__WORK ORDER__
With the string "failure" as the filter, copy each matching line from the records.

════════════════════

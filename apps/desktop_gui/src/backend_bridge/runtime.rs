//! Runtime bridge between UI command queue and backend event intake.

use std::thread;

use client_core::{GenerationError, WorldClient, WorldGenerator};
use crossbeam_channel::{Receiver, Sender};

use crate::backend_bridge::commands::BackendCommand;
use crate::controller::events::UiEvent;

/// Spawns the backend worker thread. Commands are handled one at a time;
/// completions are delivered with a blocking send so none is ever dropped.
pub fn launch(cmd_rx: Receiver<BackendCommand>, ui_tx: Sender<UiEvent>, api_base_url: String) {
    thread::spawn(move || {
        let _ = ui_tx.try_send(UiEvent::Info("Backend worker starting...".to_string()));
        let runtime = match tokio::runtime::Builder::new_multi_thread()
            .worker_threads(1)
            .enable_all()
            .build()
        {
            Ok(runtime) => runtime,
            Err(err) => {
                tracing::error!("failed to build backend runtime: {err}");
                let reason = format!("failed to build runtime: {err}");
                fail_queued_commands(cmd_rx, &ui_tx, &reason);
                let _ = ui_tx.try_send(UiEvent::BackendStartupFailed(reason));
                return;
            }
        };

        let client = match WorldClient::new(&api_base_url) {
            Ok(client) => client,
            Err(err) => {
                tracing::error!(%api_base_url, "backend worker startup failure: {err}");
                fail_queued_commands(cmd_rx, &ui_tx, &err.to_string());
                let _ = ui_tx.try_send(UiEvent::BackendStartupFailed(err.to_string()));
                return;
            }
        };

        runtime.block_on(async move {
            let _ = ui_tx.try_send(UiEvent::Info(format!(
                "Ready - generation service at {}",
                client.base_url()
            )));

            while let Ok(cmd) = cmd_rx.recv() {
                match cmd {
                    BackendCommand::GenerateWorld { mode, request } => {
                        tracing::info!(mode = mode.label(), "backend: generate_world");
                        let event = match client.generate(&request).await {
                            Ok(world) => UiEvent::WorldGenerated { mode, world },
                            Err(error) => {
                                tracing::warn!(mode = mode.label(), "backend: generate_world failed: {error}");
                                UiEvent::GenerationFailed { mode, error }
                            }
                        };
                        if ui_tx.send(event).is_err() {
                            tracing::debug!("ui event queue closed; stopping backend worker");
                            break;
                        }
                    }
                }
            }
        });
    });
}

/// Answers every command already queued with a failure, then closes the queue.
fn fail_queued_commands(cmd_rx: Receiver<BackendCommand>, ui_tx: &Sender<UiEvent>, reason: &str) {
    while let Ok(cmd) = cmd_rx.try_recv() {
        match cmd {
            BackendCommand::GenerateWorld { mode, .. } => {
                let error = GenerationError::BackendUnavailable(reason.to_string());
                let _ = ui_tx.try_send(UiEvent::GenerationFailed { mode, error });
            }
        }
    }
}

════════════════════

__ANSWER BOX__
                tracing::error!(%api_base_url, "backend worker startup failure: {err}");
/// Answers every command already queued with a failure, then closes the queue.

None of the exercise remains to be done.